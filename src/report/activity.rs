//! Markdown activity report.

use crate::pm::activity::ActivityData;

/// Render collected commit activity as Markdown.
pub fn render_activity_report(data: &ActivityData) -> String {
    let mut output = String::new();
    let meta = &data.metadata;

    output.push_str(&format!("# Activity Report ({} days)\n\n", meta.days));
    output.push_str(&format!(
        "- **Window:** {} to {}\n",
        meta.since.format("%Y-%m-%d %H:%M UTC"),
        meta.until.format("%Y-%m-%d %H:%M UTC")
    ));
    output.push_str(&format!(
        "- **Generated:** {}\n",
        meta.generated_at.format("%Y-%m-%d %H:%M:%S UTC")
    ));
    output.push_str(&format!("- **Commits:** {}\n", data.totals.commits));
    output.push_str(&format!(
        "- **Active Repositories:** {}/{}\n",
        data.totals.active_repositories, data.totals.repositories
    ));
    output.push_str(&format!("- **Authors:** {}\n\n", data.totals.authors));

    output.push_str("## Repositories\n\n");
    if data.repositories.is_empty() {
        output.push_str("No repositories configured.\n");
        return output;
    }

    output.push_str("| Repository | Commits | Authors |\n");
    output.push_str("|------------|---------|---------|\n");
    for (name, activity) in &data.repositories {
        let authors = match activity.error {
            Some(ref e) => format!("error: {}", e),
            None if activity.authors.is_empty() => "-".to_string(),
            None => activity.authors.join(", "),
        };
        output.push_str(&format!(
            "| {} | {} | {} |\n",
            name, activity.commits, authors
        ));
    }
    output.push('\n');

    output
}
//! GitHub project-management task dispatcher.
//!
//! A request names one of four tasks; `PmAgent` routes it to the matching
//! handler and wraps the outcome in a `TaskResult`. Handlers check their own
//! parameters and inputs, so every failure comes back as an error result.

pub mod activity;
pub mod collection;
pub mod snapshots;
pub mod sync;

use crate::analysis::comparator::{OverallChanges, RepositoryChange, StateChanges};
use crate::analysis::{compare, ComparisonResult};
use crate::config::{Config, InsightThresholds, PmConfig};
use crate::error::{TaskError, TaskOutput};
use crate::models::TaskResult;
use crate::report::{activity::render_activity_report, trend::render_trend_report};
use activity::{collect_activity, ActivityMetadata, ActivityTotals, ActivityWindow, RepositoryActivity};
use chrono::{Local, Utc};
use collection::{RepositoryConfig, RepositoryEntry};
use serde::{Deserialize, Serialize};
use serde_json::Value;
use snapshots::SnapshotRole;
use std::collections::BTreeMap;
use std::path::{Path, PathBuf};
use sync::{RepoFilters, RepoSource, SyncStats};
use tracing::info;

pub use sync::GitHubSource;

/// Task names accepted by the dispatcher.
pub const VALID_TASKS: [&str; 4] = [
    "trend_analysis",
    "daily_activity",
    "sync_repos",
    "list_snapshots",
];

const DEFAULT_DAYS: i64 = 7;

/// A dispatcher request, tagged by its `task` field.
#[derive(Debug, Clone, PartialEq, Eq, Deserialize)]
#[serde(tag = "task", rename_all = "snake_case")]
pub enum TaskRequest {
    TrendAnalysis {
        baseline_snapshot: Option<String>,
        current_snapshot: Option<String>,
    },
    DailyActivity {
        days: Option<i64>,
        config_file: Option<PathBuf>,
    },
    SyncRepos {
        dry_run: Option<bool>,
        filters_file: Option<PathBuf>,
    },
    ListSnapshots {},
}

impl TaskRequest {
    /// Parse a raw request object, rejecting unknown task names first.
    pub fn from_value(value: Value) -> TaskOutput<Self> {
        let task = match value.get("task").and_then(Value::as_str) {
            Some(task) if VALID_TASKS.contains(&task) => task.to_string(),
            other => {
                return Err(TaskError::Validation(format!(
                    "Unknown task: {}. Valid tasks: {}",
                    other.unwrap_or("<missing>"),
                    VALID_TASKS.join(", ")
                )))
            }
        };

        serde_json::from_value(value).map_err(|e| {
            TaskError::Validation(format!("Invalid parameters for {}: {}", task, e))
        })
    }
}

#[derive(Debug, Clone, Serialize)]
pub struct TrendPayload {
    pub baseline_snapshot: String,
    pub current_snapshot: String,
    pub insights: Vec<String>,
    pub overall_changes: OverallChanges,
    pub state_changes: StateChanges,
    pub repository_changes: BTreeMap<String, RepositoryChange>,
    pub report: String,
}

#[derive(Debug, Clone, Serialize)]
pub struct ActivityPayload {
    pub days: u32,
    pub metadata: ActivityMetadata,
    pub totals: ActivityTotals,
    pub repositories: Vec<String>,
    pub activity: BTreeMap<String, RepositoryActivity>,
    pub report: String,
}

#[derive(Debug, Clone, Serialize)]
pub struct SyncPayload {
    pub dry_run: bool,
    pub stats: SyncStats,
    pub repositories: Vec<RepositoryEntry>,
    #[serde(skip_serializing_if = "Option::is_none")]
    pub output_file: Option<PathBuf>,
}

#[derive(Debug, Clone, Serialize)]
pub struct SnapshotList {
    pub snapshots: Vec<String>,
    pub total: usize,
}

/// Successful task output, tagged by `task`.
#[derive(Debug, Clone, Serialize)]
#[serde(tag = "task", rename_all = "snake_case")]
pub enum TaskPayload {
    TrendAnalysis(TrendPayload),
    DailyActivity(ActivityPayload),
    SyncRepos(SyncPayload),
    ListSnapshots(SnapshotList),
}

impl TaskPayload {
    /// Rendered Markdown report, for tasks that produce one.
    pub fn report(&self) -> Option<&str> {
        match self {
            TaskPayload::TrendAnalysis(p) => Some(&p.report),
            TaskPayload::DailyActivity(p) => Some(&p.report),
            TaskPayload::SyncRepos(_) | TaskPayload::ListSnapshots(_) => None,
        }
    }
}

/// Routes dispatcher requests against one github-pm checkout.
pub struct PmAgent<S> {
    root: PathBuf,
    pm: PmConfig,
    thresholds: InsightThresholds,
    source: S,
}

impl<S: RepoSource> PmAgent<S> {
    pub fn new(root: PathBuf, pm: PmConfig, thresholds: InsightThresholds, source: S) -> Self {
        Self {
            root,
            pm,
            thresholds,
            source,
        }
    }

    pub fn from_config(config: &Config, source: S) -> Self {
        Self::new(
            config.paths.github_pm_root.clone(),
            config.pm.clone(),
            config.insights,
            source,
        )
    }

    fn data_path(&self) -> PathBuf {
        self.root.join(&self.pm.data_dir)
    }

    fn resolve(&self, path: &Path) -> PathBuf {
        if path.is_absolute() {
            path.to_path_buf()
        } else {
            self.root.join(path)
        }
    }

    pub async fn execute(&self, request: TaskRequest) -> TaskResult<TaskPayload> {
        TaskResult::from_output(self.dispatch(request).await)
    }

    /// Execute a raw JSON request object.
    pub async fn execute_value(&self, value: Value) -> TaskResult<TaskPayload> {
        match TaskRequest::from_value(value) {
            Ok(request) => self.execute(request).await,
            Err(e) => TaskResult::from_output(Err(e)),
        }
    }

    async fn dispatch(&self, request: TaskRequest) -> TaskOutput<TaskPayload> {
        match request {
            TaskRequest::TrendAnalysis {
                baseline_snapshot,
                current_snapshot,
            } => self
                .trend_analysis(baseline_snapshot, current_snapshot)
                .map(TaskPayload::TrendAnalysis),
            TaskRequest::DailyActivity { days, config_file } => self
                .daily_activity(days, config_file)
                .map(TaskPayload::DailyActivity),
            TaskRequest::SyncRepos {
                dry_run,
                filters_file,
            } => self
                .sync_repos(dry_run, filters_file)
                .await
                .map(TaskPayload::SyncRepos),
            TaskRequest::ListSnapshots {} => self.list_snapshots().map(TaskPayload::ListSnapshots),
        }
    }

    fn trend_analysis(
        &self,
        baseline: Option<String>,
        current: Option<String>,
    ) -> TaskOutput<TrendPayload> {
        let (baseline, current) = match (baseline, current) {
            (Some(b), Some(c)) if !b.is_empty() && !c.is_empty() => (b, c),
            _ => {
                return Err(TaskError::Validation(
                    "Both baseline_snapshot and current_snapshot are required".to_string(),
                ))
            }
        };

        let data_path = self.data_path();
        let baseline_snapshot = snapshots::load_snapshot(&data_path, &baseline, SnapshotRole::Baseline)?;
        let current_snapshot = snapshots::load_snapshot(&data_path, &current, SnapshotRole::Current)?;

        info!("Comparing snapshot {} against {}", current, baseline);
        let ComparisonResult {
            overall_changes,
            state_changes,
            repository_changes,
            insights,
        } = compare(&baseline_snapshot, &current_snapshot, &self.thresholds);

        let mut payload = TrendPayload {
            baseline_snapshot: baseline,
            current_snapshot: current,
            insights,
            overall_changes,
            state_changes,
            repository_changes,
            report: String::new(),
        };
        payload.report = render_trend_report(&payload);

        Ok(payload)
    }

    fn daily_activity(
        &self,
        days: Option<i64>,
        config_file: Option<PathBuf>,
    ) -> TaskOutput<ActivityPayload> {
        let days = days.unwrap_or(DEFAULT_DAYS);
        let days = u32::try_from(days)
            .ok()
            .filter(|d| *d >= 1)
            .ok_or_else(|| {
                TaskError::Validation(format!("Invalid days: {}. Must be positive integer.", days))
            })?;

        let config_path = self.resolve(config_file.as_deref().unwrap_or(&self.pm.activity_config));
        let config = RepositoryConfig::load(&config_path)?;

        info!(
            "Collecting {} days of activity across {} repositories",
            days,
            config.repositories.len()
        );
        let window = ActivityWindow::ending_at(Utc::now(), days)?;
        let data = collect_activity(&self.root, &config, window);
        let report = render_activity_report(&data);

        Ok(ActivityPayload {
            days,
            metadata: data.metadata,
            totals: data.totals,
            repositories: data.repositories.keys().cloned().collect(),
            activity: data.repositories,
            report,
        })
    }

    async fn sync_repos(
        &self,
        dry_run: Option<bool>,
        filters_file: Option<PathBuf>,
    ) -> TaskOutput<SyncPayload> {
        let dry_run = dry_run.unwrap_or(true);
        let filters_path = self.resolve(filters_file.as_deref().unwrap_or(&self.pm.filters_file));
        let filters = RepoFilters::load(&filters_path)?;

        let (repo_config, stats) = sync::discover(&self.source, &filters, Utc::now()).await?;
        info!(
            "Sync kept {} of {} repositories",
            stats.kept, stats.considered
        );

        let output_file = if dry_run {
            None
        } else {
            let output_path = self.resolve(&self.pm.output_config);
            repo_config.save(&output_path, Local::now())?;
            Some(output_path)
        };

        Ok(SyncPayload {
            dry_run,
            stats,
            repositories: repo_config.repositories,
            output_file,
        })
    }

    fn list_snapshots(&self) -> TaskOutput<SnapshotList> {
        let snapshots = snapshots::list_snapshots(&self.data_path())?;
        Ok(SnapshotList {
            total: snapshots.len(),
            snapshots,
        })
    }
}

━━━

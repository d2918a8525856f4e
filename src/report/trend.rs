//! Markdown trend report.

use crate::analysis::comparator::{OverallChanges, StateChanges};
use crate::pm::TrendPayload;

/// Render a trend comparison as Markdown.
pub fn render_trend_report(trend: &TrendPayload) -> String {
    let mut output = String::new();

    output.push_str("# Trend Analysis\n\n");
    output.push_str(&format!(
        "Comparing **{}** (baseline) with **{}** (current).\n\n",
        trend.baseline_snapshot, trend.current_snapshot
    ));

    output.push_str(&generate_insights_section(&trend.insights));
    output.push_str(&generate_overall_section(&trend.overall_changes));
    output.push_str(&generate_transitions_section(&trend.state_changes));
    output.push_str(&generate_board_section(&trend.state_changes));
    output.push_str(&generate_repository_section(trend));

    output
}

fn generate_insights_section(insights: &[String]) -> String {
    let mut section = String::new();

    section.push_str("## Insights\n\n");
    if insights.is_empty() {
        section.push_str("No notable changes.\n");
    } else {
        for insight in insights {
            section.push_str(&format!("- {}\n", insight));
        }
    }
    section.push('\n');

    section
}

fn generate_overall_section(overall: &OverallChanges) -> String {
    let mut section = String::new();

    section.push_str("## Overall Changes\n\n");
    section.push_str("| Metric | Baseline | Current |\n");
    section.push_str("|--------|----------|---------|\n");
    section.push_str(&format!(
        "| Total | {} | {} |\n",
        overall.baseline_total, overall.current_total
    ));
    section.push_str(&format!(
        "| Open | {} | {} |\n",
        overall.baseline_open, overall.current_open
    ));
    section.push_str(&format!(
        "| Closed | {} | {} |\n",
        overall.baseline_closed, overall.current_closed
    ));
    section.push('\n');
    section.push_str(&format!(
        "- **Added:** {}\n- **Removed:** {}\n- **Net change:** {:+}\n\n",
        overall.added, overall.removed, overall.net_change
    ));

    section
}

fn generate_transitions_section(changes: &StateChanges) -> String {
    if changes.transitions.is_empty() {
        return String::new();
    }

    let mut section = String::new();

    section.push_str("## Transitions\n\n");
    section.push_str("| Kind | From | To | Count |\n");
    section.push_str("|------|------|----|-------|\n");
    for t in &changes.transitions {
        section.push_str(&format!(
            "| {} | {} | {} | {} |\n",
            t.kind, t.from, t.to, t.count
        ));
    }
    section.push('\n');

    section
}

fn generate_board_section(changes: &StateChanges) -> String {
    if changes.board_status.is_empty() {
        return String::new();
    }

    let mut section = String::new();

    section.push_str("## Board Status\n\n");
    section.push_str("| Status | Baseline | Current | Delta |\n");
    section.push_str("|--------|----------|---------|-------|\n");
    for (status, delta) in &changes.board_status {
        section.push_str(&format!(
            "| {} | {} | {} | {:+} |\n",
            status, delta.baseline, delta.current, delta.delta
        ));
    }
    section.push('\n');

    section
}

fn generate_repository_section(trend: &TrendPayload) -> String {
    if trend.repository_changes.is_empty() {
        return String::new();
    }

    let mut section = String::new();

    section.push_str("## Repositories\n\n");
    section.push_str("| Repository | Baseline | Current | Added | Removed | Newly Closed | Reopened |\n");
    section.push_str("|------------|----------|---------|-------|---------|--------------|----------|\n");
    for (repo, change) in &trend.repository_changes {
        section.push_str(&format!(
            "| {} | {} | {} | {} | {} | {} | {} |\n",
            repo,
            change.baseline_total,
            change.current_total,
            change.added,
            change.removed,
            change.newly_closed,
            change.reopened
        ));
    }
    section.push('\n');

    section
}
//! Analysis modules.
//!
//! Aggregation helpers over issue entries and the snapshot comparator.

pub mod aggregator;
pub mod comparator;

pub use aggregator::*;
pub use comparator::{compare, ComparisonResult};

━━━

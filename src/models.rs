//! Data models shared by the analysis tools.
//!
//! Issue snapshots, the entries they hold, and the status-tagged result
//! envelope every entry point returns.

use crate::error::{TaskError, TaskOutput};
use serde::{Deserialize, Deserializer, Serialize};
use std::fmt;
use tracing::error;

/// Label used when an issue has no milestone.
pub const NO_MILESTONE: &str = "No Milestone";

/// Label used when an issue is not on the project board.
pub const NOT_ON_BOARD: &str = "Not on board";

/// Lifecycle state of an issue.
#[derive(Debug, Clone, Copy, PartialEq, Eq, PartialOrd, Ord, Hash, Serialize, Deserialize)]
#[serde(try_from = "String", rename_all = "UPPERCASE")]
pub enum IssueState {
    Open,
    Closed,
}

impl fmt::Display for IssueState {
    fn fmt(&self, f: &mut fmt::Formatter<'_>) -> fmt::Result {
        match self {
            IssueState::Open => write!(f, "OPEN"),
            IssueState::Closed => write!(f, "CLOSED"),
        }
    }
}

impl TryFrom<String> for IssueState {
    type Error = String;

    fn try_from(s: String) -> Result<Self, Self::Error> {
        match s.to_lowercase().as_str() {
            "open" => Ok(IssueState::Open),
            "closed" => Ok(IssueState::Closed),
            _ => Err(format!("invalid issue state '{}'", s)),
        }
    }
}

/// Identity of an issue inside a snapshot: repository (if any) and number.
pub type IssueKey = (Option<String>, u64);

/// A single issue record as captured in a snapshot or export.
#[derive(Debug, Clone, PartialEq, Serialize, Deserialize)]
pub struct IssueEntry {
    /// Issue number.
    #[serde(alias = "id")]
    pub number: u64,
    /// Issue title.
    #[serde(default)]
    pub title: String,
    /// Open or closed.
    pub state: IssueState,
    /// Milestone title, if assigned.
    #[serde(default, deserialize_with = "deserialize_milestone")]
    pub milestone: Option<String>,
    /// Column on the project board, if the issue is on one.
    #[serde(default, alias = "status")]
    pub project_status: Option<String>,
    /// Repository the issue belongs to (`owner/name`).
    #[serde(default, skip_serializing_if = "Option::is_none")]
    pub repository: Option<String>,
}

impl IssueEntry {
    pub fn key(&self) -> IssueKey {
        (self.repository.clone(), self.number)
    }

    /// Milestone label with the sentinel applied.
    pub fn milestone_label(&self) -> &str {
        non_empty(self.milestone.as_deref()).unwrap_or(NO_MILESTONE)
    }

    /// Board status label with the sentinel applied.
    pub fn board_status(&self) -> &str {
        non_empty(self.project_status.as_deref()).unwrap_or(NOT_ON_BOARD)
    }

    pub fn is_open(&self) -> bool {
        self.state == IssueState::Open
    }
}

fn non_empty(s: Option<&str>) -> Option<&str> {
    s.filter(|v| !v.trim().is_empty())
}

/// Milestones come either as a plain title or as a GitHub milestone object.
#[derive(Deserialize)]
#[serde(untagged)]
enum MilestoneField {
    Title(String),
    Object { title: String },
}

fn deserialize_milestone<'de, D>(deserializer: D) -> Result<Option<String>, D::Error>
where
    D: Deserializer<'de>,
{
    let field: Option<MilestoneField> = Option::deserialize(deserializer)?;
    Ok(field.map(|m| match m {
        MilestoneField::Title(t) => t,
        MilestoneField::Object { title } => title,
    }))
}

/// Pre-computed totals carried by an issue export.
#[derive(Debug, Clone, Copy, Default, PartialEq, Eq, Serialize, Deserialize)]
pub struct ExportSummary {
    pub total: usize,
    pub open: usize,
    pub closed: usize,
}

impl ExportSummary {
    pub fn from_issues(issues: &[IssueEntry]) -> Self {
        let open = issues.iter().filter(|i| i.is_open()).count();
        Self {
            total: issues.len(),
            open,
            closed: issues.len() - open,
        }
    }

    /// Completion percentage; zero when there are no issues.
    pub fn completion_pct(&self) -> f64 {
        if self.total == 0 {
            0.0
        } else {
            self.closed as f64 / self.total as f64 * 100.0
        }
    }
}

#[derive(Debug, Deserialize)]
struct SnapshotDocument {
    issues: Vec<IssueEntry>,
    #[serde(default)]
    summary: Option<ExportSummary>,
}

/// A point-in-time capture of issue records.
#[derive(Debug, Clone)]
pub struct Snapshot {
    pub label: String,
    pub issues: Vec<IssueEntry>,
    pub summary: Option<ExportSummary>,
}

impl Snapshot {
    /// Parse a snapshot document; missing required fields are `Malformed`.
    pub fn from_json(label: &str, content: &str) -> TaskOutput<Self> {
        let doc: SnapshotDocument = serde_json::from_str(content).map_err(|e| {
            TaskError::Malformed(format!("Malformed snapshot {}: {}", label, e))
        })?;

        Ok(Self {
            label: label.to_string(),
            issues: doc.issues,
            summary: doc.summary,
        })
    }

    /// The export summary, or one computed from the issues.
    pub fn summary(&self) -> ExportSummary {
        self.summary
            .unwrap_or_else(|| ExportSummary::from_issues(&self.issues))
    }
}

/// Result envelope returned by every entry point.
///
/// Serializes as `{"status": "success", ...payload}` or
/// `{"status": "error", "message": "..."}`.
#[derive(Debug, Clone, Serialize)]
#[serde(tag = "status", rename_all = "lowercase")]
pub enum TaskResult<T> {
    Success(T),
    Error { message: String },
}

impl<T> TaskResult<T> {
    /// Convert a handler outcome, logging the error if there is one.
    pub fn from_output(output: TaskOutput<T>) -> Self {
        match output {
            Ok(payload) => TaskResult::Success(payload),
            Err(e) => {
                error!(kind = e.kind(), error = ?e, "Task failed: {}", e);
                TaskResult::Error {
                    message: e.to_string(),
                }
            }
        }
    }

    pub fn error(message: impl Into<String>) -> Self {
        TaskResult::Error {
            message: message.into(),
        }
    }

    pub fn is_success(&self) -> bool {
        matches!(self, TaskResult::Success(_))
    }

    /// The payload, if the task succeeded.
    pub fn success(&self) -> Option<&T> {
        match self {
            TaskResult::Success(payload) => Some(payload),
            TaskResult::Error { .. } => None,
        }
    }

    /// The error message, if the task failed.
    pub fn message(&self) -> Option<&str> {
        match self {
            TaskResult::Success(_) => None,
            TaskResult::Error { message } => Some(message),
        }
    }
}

━━━

▶ _Instructions to follow_
Copy every line where the word "type" is present in the entries above.

▶ _Solution for this problem_
    type Error = String;
pub type IssueKey = (Option<String>, u64);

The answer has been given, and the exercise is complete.